Hemant Chavan was working in office and multifamily real estate development in 2019, and hearing a lot of proposals for co-working and co-living spaces. After one of those meetings in New York, he was walking around Chelsea and kept noticing vacant retail spaces at prime addresses – about a dozen of them within a two block radius.
“I was thinking about shared space, and then I saw all these retail vacancies and that’s when the eureka moment happened,” Chavan said.
That moment led Chavan and Eric Hirani to found Brik + Clik, which was born in 2020 as a shared space concept for digital brands, and that has evolved into a company that is looking to push the boundaries of physical retail.
Since his eureka moment, Chavan has tested concepts including a store featuring a curated selection of digital-first brands, a holiday marketplace, and gift boxes of assorted startup brands. Now he is branching into automated solutions like smart vending machines and robo-carts designed to put products where consumers live, work, shop, or otherwise congregate.
“Retail is converging with real estate more than ever, and brands are finding out they have to be in high foot traffic locations,” Chavan said. His goal with Brik + Clik is to create nimble, flexible, physical solutions, stocked with brands targeted to reach the demographics of a particular neighborhood, workplace, or shopping center.
Brik + Clik opened a store at the Westfield World Trade Center mall at Manhattan’s Oculus transit hub in November, 2020. Last year it operated five shops featuring startup brands in the holiday marketplace at the Westfield Century City mall in Los Angeles. This spring it began testing “robo-carts” – automated, movable carts that can dispense products and accept payments – at the Oculus.
Now Brik + Clik is moving beyond malls and traditional retail settings to explore automated ways to sell products in AirBnBs, apartment buildings, offices, and airports.
Digital ad rates that soared during the pandemic, and Apple
A digital marketplace
Brik + Clik thinks of itself as a marketplace for direct-to-consumer brands, a store where a shopper can see an assortment of different brands displayed in a way that makes it easier to discover new brands.
“Every brand on the shelves at Brik + Clik is displayed as a brand moment,” said Stephanie Pavlik, head of customer experience for Fly By Jing, a Sichuan hot sauce and other Chinese food products brand that started as direct-to-consumer and now is sold at Whole Foods, Target
Brik + Clik ordered from Fly By Jing when it was selecting brands to feature in its Oculus store. Pavlik was in New York soon after and happened to visit Brik + Clik, not realizing beforehand that it was carrying Fly by Jing products.

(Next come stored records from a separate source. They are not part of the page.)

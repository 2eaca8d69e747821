use serde_json::json;
use waypoint_router::domains::geometry::{ObstacleSet, Point, Polygon};
use waypoint_router::domains::path_planning::{
    handle_line, GridPathEngine, PathOutcome, PathRequest, RoutingParams, WorkerData, WorkerErrorKind,
    WorkerReply,
};

fn message(end: [f64; 2], extra: serde_json::Value) -> String {
    let mut value = json!({
        "start": { "type": "Point", "coordinates": [0.0, 0.0] },
        "end": { "type": "Point", "coordinates": end },
        "obstacles": {
            "type": "FeatureCollection",
            "features": [{
                "type": "Feature",
                "properties": {},
                "geometry": {
                    "type": "Polygon",
                    "coordinates": [[[0.04, -0.01], [0.06, -0.01], [0.06, 0.01], [0.04, 0.01], [0.04, -0.01]]]
                }
            }]
        }
    });
    if let (Some(target), Some(extra)) = (value.as_object_mut(), extra.as_object()) {
        for (k, v) in extra {
            target.insert(k.clone(), v.clone());
        }
    }
    value.to_string()
}

#[test]
fn optional_fields_fall_back_to_defaults() {
    let data: WorkerData = serde_json::from_str(&message([0.1, 0.0], json!({ "bufferValue": 50.0 }))).unwrap();
    let request = data.into_request(4).unwrap();
    assert_eq!(request.id, 4);
    assert_eq!(request.params, RoutingParams { resolution: 1000.0, buffer: 50.0 });
    assert_eq!(request.obstacles.len(), 1);
    assert!(request.via.is_empty());
}

#[test]
fn worker_answers_with_a_line_feature() {
    let engine = GridPathEngine::default();
    let reply = handle_line(&engine, &message([0.1, 0.0], json!({ "resolution": 200.0 })));

    let value: serde_json::Value = serde_json::from_str(&reply).unwrap();
    assert_eq!(value["path"]["type"], "Feature");
    assert_eq!(value["path"]["geometry"]["type"], "LineString");

    let reply: WorkerReply = serde_json::from_str(&reply).unwrap();
    match reply.into_result(9).outcome {
        PathOutcome::Found(path) => {
            assert!(path.len() > 2);
            assert_eq!(path.first(), Some(&Point { lon: 0.0, lat: 0.0 }));
            assert_eq!(path.last(), Some(&Point { lon: 0.1, lat: 0.0 }));
        }
        other => panic!("expected a path, got {:?}", other),
    }
}

#[test]
fn unreachable_end_is_reported_with_its_kind() {
    let engine = GridPathEngine::default();
    let reply: WorkerReply =
        serde_json::from_str(&handle_line(&engine, &message([0.05, 0.0], json!({ "resolution": 200.0 }))))
            .unwrap();
    match &reply {
        WorkerReply::Error(error) => assert_eq!(error.kind, WorkerErrorKind::NoPathFound),
        other => panic!("expected an error, got {:?}", other),
    }
    assert_eq!(reply.into_result(2).outcome, PathOutcome::NotFound);
}

#[test]
fn bad_resolution_and_garbage_are_invalid_parameters() {
    let engine = GridPathEngine::default();

    let reply = handle_line(&engine, &message([0.1, 0.0], json!({ "resolution": 0.0 })));
    let value: serde_json::Value = serde_json::from_str(&reply).unwrap();
    assert_eq!(value["kind"], "invalidParameter");
    assert!(value["error"].as_str().unwrap().contains("resolution"));

    let reply = handle_line(&engine, "{ \"start\": 1 }");
    let value: serde_json::Value = serde_json::from_str(&reply).unwrap();
    assert_eq!(value["kind"], "invalidParameter");
    assert!(value["error"].as_str().unwrap().starts_with("malformed worker message"));
}

#[test]
fn non_point_endpoints_are_rejected() {
    let raw = message([0.1, 0.0], json!({
        "start": { "type": "LineString", "coordinates": [[0.0, 0.0], [1.0, 1.0]] }
    }));
    let data: WorkerData = serde_json::from_str(&raw).unwrap();
    assert!(data.into_request(1).is_err());
}

#[test]
fn outgoing_messages_use_camel_case_and_skip_empty_via() {
    let request = PathRequest::new(
        1,
        Point { lon: 1.0, lat: 2.0 },
        Point { lon: 3.0, lat: 4.0 },
        ObstacleSet::from_polygons(vec![Polygon::rectangle(
            Point { lon: 1.5, lat: 2.5 },
            Point { lon: 2.0, lat: 3.0 },
        )]),
        RoutingParams { resolution: 250.0, buffer: 10.0 },
    );
    let value = serde_json::to_value(WorkerData::from_request(&request)).unwrap();
    assert_eq!(value["bufferValue"], 10.0);
    assert_eq!(value["resolution"], 250.0);
    assert!(value.get("via").is_none());
    assert_eq!(value["obstacles"]["features"].as_array().unwrap().len(), 1);

    let with_via = request.with_via(vec![Point { lon: 2.5, lat: 3.5 }]);
    let value = serde_json::to_value(WorkerData::from_request(&with_via)).unwrap();
    assert_eq!(value["via"].as_array().unwrap().len(), 1);
}
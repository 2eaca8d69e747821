use chrono::{DateTime, Utc};

/// Something that happened to an aggregate, published to outside listeners.
pub trait DomainEvent: Send + Sync + Clone {
    fn event_type(&self) -> &'static str;
    fn aggregate_id(&self) -> &str;
    fn event_version(&self) -> u64;
    fn occurred_at(&self) -> DateTime<Utc>;
}
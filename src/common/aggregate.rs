use crate::common::{DomainEvent, DomainResult};
use serde::{Deserialize, Serialize};

pub trait AggregateRoot: Send + Sync + Clone {
    type Event: DomainEvent + Serialize + for<'de> Deserialize<'de>;

    fn aggregate_id(&self) -> &str;
    fn version(&self) -> u64;

    /// Apply an event to update the aggregate state
    fn apply(&mut self, event: &Self::Event) -> DomainResult<()>;

    /// Get uncommitted events
    fn uncommitted_events(&self) -> &[Self::Event];

    /// Mark events as committed
    fn mark_events_as_committed(&mut self);

    /// Add a new event to the uncommitted events list
    fn add_event(&mut self, event: Self::Event);

    /// Record an event and apply it in one step.
    fn record(&mut self, event: Self::Event) -> DomainResult<()> {
        self.apply(&event)?;
        self.add_event(event);
        Ok(())
    }

    /// Hand out the uncommitted events and clear them.
    fn take_uncommitted_events(&mut self) -> Vec<Self::Event> {
        let events = self.uncommitted_events().to_vec();
        self.mark_events_as_committed();
        events
    }
}
//! Out-of-process path worker: one JSON request per stdin line, one JSON
//! reply per stdout line. Diagnostics go to stderr.

use std::sync::Arc;
use tokio::io::{AsyncBufReadExt, AsyncWriteExt, BufReader};
use tracing_subscriber::EnvFilter;
use waypoint_router::domains::path_planning::{wire, GridPathEngine, PathEngine};
use waypoint_router::Config;

#[tokio::main]
async fn main() -> Result<(), Box<dyn std::error::Error>> {
    tracing::subscriber::set_global_default(
        tracing_subscriber::fmt()
            .with_env_filter(
                EnvFilter::try_from_default_env().unwrap_or_else(|_| EnvFilter::new("warn")),
            )
            .with_writer(std::io::stderr)
            .finish(),
    )?;

    let config = match std::env::args().nth(1) {
        Some(path) => Config::from_file(&path).await?,
        None => Config::default(),
    };
    let engine: Arc<dyn PathEngine> = Arc::new(GridPathEngine::new(
        config.routing.max_grid_cells,
        config.routing.bbox_padding,
    ));
    tracing::info!(max_grid_cells = config.routing.max_grid_cells, "path worker ready");

    let mut lines = BufReader::new(tokio::io::stdin()).lines();
    let mut stdout = tokio::io::stdout();
    while let Some(line) = lines.next_line().await? {
        if line.trim().is_empty() {
            continue;
        }
        let engine = Arc::clone(&engine);
        let reply = tokio::task::spawn_blocking(move || wire::handle_line(engine.as_ref(), &line))
            .await
            .unwrap_or_else(|e| {
                tracing::error!("path computation faulted: {}", e);
                r#"{"error":"internal error","kind":"internalFault"}"#.to_string()
            });
        stdout.write_all(reply.as_bytes()).await?;
        stdout.write_all(b"\n").await?;
        stdout.flush().await?;
    }
    Ok(())
}
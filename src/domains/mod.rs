pub mod geometry;
pub mod logger;
pub mod map;
pub mod path_planning;

pub use geometry::*;
pub use logger::*;
pub use map::*;
pub use path_planning::*;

“I was thrilled to see Fly By Jing products on the shelves of such a beautifully curated shop in an iconic location liike the Oculus,” she said.
“The team at the store told me how excited people were to see our product on the shelves and that it always sold out quickly,” Pavlik said.
Meeta Gournay and Tatiana Mercer, founders of Three Spirit Drinks, a non-alcoholic beverage line, said they have been impressed by the ability of Brik + Clik to spread awareness of their brand. Three Spirit products are sold at the Oculus shop and were featured at the Century City holiday market.
Brik + Clik has included Three Spirit products in corporate gift baskets and have featured the beverages at networking events it holds at the Oculus store.
“With Brik + Clik the speed at which conversations can become reality is amazing,” Mercer said. “It’s great for us to be able to move quickly to test things, or for when people say ‘where can I see or try you in New York’.”
Gournay said she visited the New York store and “secret-shopped” Brik + Clik initially and was impressed by how well-informed employees were about the products in the store, and the merchandise assortment. “They offer a really tight curation of amazing brands,” she said.
Three Spirits has been expanding rapidly into physical retail, including liquor stores, food stores, and national chains like Williams-Sonoma
Jarod Steffes, co-founder with Tyler Devos of the Muddy Bites Waffle Cone Snack brand, said Chavan and Brik + Clik have provided Muddy Bites with useful sales data about the brand’s performance in the Brik + Clik store. The snacks are also being featured in Brik + Clik’s test of the robo-carts at the Oculus.
Muddy Bites are sold in close to 3,000 retail locations nationwide and earlier this year announced a major distribution deal with 7-Eleven stores.
With the holiday market, and the Oculus store, Brik + Clik has done over half a million dollars in sales, and proven that its retail strategy – of curated offerings of up-and-coming digital brands – works, Chavan said.
Chavan attended the International Council of Shopping Centers annual convention in Las Vegas last month and said landlords and shopping center representatives he met with there were interested in both the seasonal markets concepts and the smart boxes.
“It is a win, win, win.” Chavan said “The landlords get incremental revenue on their unoccupied spaces. The brands get sell-through, which is the most important thing for them, and for us, we’re creating a new retail model.”